--- Your assignment ---
Below are the records. Retype exactly the lines between the lines holding "pub fn new()" and "if photons.len() == 1", inclusive.

[Items listed in a dataset]
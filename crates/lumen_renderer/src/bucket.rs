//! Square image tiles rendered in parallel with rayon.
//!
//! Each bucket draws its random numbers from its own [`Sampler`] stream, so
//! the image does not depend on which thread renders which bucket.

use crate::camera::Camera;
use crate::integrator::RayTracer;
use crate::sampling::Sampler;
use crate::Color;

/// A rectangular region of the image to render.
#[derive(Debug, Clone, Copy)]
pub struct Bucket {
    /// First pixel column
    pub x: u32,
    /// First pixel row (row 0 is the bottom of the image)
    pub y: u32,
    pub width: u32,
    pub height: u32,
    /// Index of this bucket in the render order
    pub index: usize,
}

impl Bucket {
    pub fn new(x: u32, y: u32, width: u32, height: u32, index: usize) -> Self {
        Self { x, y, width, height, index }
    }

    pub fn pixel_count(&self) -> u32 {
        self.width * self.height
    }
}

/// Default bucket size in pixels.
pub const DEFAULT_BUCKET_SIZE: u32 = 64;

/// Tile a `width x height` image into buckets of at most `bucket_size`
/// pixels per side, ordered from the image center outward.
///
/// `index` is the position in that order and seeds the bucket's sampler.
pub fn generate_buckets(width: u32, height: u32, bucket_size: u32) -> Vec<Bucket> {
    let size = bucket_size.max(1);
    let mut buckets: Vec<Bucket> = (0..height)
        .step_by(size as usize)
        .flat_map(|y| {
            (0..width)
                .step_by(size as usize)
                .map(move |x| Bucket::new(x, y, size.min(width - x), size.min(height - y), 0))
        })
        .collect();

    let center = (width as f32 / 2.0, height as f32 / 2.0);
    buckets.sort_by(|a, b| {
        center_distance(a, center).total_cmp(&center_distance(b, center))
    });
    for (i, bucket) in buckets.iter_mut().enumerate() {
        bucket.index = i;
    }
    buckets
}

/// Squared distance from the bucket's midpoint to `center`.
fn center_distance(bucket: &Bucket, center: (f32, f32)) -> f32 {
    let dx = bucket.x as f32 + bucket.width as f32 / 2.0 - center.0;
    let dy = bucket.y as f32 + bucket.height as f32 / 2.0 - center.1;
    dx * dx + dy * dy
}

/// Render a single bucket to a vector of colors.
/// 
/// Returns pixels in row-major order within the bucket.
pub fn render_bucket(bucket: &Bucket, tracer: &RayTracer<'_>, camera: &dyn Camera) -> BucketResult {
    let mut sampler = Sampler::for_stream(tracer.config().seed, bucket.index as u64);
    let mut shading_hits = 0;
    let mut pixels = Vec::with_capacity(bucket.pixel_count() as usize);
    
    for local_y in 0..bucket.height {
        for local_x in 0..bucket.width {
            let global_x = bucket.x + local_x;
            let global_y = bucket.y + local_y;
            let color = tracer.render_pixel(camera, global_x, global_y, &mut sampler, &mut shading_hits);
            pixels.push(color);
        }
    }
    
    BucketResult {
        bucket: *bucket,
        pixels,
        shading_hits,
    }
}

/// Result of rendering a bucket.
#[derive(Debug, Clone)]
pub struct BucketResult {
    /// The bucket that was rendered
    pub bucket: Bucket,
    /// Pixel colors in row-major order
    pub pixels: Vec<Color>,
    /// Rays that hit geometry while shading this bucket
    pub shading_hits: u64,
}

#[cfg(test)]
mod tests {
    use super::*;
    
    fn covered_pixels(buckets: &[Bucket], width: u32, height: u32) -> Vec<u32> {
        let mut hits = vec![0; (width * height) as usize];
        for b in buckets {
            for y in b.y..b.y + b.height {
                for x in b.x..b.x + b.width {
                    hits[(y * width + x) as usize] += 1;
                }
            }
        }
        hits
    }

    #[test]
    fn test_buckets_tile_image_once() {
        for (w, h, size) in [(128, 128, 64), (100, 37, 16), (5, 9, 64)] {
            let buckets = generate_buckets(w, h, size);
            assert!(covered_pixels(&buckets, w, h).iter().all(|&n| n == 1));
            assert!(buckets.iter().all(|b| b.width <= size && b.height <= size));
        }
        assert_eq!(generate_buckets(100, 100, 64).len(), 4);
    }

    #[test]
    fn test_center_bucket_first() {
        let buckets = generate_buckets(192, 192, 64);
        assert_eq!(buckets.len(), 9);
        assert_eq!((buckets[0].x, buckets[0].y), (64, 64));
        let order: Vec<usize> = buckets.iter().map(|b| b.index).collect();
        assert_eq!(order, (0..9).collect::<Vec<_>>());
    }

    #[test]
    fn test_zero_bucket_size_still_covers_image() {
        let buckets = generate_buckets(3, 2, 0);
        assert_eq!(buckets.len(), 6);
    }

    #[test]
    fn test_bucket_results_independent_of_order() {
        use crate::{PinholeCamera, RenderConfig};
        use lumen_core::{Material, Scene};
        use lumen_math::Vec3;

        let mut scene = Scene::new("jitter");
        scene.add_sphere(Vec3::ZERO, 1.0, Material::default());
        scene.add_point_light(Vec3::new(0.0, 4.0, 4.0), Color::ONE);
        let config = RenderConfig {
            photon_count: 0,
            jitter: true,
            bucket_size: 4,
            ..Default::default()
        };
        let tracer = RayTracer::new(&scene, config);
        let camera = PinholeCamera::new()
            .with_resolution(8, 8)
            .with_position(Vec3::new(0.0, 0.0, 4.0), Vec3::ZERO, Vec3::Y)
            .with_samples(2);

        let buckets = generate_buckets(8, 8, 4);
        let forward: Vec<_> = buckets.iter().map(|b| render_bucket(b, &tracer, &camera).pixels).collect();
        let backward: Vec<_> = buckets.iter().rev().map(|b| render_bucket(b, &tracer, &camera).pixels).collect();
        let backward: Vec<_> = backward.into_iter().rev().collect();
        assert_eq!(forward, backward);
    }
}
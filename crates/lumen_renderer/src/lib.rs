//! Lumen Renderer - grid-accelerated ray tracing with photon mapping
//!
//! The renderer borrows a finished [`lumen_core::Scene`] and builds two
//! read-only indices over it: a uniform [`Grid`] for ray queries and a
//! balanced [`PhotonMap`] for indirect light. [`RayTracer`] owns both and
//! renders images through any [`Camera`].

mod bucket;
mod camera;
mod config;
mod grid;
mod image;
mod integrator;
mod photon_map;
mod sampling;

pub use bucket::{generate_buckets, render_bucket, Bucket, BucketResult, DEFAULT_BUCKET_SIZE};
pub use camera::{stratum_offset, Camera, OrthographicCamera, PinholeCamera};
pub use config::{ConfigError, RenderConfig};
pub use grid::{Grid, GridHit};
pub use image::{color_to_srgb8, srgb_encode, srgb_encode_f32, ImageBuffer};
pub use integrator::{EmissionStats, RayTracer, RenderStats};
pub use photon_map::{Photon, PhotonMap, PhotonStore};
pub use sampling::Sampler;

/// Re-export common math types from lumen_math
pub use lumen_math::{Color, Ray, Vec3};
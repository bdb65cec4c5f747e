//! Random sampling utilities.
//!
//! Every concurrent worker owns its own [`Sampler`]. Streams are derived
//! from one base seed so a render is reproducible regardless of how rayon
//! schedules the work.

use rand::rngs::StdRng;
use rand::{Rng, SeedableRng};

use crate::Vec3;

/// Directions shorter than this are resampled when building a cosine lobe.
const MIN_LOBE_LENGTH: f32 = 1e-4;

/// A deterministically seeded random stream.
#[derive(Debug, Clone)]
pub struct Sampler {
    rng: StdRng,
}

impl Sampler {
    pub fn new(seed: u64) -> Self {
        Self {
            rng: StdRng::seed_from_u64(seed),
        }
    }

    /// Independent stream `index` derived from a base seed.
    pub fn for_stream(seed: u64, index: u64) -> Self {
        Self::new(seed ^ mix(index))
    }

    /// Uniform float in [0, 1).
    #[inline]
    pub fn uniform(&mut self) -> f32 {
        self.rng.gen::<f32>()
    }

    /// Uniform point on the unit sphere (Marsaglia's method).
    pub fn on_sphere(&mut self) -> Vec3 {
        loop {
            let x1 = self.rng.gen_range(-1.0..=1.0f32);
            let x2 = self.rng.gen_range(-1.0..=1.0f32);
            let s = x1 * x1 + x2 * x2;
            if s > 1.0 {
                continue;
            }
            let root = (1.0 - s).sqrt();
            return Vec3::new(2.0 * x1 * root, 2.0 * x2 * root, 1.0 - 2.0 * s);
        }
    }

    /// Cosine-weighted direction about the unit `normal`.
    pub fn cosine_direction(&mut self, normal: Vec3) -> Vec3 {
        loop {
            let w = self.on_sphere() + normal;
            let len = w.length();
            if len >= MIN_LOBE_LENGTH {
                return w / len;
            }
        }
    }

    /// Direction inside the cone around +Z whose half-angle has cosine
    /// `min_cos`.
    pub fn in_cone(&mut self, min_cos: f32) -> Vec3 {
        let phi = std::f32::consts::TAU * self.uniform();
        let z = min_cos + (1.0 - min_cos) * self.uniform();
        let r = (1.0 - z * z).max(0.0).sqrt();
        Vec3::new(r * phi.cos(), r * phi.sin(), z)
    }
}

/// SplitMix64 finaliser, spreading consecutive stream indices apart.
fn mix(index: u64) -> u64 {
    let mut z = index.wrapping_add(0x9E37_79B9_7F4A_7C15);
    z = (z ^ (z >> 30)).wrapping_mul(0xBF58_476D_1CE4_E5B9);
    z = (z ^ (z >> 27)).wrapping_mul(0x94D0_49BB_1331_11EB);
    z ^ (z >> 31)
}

==

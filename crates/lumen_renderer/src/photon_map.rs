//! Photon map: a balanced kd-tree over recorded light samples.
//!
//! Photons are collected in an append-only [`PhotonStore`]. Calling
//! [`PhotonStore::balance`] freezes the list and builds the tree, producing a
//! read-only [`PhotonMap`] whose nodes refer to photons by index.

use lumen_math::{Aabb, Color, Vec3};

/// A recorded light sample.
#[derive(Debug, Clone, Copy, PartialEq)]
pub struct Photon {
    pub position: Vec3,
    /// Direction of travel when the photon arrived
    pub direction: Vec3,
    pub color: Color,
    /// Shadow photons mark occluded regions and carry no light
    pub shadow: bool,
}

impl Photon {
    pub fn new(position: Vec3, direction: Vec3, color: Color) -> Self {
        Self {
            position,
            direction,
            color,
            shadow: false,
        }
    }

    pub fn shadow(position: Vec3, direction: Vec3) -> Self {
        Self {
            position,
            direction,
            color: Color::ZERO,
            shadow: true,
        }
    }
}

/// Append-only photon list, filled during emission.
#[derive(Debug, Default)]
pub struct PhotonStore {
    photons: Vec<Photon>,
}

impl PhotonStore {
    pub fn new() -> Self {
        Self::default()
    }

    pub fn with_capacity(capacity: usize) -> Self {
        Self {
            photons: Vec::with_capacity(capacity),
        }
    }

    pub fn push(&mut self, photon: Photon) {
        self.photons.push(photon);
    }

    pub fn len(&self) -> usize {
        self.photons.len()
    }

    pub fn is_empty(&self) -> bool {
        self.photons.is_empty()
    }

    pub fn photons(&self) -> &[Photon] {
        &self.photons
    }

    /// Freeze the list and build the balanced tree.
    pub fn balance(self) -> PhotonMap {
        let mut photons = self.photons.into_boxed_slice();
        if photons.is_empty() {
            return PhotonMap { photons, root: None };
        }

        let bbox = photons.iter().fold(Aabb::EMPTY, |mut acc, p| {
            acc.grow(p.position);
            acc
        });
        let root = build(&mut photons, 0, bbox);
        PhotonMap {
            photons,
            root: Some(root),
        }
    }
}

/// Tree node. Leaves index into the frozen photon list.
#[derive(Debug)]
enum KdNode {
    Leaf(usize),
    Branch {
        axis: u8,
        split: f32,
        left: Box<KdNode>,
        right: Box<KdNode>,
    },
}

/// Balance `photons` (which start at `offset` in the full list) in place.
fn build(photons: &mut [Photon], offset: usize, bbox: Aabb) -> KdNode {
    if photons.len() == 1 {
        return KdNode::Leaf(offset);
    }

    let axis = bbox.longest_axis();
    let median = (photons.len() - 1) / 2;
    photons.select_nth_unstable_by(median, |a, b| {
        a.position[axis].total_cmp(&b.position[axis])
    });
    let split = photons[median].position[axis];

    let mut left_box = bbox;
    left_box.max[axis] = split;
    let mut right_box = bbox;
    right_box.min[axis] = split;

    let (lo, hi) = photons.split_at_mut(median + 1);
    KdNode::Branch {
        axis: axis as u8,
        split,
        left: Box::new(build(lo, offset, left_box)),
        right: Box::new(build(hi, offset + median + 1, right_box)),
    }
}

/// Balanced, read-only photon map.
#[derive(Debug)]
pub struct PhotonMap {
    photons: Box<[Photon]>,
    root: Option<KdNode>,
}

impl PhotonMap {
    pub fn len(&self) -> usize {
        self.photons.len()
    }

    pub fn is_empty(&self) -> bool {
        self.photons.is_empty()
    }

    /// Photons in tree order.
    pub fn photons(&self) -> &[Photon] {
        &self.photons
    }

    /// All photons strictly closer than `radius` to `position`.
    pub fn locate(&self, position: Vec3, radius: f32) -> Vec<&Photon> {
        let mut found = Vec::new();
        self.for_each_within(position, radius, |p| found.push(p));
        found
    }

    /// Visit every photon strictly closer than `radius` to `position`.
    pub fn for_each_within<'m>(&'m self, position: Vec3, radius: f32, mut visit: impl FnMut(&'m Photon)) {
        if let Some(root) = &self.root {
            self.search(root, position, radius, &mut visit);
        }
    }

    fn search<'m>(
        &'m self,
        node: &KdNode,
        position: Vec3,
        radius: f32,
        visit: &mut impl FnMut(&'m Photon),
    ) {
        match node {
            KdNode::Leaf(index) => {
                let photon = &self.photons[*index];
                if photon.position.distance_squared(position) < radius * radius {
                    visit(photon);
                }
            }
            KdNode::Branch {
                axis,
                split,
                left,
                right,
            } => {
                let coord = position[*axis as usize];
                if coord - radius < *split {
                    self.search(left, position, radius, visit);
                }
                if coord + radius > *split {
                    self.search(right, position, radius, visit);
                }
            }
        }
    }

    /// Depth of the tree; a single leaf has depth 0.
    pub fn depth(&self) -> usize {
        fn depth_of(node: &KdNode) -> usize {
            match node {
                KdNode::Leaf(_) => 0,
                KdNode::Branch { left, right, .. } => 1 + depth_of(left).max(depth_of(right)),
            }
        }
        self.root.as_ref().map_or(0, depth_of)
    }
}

--

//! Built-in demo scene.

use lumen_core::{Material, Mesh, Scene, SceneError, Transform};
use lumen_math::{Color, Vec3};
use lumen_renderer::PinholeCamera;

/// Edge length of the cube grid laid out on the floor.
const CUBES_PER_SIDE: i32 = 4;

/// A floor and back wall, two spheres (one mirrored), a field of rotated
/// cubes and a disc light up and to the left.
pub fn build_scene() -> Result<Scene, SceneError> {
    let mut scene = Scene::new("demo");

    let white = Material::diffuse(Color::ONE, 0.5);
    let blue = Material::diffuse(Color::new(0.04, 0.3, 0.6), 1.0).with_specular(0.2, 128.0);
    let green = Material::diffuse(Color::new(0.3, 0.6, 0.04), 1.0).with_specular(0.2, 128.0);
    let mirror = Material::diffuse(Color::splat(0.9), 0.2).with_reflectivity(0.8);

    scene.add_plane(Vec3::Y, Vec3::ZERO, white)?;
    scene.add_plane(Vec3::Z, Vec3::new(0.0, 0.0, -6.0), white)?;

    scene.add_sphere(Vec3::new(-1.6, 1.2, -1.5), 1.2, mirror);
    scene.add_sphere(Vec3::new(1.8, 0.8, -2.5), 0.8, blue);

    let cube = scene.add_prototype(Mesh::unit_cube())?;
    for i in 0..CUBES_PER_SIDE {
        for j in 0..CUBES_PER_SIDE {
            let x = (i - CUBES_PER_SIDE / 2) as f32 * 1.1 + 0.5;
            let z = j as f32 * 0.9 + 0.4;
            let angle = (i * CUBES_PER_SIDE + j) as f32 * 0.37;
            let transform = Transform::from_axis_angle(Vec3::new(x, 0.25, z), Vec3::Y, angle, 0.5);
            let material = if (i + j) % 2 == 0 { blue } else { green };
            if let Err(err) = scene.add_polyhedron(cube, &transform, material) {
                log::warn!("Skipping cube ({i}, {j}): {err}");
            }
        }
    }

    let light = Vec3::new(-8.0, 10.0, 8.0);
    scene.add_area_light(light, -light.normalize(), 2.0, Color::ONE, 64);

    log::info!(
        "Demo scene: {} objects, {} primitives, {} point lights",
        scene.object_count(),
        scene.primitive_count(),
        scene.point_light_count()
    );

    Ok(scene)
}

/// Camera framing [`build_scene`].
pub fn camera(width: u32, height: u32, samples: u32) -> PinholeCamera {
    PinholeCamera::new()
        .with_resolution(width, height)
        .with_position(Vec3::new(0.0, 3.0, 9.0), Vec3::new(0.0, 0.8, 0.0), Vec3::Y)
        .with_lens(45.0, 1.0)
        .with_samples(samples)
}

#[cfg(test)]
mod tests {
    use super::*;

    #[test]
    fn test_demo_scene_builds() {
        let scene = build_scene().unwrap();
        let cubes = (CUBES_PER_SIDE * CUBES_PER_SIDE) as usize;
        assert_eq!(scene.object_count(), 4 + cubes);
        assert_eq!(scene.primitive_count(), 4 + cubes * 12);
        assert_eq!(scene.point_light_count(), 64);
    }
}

--- Response area ---
    pub fn new() -> Self {
        Self::default()
    }

    pub fn with_capacity(capacity: usize) -> Self {
        Self {
            photons: Vec::with_capacity(capacity),
        }
    }

    pub fn push(&mut self, photon: Photon) {
        self.photons.push(photon);
    }

    pub fn len(&self) -> usize {
        self.photons.len()
    }

    pub fn is_empty(&self) -> bool {
        self.photons.is_empty()
    }

    pub fn photons(&self) -> &[Photon] {
        &self.photons
    }

    /// Freeze the list and build the balanced tree.
    pub fn balance(self) -> PhotonMap {
        let mut photons = self.photons.into_boxed_slice();
        if photons.is_empty() {
            return PhotonMap { photons, root: None };
        }

        let bbox = photons.iter().fold(Aabb::EMPTY, |mut acc, p| {
            acc.grow(p.position);
            acc
        });
        let root = build(&mut photons, 0, bbox);
        PhotonMap {
            photons,
            root: Some(root),
        }
    }
}

/// Tree node. Leaves index into the frozen photon list.
#[derive(Debug)]
enum KdNode {
    Leaf(usize),
    Branch {
        axis: u8,
        split: f32,
        left: Box<KdNode>,
        right: Box<KdNode>,
    },
}

/// Balance `photons` (which start at `offset` in the full list) in place.
fn build(photons: &mut [Photon], offset: usize, bbox: Aabb) -> KdNode {
    if photons.len() == 1 {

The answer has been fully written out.